DATASET RECORDS:
%%
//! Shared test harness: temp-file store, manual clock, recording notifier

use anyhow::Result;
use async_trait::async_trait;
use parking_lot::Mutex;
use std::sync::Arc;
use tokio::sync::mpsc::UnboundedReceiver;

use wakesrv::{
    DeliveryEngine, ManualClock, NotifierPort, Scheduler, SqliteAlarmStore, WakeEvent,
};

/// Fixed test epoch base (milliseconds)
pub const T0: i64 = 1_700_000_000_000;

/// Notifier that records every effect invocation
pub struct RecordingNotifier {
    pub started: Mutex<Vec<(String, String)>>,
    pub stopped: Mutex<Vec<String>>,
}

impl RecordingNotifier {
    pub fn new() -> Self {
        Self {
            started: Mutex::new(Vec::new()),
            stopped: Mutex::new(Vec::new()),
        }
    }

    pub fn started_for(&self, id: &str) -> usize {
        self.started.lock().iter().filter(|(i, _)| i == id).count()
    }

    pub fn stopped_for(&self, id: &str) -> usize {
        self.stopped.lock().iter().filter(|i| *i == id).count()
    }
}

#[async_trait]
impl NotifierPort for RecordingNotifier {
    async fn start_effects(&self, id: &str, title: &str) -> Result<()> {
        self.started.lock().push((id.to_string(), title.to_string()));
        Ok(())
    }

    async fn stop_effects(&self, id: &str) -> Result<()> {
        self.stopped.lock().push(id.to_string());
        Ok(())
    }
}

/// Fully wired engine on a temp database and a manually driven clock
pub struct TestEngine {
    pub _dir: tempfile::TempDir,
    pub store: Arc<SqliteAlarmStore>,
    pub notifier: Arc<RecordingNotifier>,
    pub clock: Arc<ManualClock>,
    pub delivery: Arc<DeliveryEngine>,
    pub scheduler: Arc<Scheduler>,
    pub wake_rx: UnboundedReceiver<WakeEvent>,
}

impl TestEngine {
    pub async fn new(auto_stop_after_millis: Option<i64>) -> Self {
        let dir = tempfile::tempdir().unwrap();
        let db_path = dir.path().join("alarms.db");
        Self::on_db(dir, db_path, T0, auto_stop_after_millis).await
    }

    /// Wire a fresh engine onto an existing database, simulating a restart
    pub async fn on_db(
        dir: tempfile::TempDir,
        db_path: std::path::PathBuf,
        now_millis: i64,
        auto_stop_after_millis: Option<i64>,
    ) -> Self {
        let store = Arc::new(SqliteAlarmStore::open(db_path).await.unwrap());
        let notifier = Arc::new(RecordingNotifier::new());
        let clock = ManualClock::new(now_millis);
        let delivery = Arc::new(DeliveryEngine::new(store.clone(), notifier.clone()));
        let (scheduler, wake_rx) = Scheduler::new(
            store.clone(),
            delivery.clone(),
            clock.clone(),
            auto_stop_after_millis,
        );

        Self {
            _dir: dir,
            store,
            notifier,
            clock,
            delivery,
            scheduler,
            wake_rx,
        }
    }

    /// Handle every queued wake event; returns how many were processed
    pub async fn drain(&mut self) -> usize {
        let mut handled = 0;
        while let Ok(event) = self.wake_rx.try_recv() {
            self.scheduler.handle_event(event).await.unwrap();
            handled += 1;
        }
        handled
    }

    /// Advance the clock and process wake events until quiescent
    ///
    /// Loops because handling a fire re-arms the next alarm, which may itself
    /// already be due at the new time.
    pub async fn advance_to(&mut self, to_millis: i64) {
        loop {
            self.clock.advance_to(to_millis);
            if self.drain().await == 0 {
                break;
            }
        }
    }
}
%%
%%
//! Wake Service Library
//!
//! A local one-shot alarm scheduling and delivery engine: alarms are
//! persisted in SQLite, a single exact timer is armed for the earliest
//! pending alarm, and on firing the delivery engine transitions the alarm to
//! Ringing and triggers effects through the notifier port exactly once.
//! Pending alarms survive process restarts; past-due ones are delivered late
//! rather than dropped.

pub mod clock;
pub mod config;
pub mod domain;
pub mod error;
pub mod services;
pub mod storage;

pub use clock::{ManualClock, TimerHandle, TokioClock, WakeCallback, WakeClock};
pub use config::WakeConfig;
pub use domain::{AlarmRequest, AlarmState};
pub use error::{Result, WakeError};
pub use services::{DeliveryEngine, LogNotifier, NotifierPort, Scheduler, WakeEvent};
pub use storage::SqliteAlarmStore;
%%
EXERCISE:
Nothing but the lines above from the one containing "clock, recording notifier" through the one containing "manually driven clock" should appear in the answer, each repeated exactly.

EXPECTED ANSWER:
//! Shared test harness: temp-file store, manual clock, recording notifier

use anyhow::Result;
use async_trait::async_trait;
use parking_lot::Mutex;
use std::sync::Arc;
use tokio::sync::mpsc::UnboundedReceiver;

use wakesrv::{
    DeliveryEngine, ManualClock, NotifierPort, Scheduler, SqliteAlarmStore, WakeEvent,
};

/// Fixed test epoch base (milliseconds)
pub const T0: i64 = 1_700_000_000_000;

/// Notifier that records every effect invocation
pub struct RecordingNotifier {
    pub started: Mutex<Vec<(String, String)>>,
    pub stopped: Mutex<Vec<String>>,
}

impl RecordingNotifier {
    pub fn new() -> Self {
        Self {
            started: Mutex::new(Vec::new()),
            stopped: Mutex::new(Vec::new()),
        }
    }

    pub fn started_for(&self, id: &str) -> usize {
        self.started.lock().iter().filter(|(i, _)| i == id).count()
    }

    pub fn stopped_for(&self, id: &str) -> usize {
        self.stopped.lock().iter().filter(|i| *i == id).count()
    }
}

#[async_trait]
impl NotifierPort for RecordingNotifier {
    async fn start_effects(&self, id: &str, title: &str) -> Result<()> {
        self.started.lock().push((id.to_string(), title.to_string()));
        Ok(())
    }

    async fn stop_effects(&self, id: &str) -> Result<()> {
        self.stopped.lock().push(id.to_string());
        Ok(())
    }
}

/// Fully wired engine on a temp database and a manually driven clock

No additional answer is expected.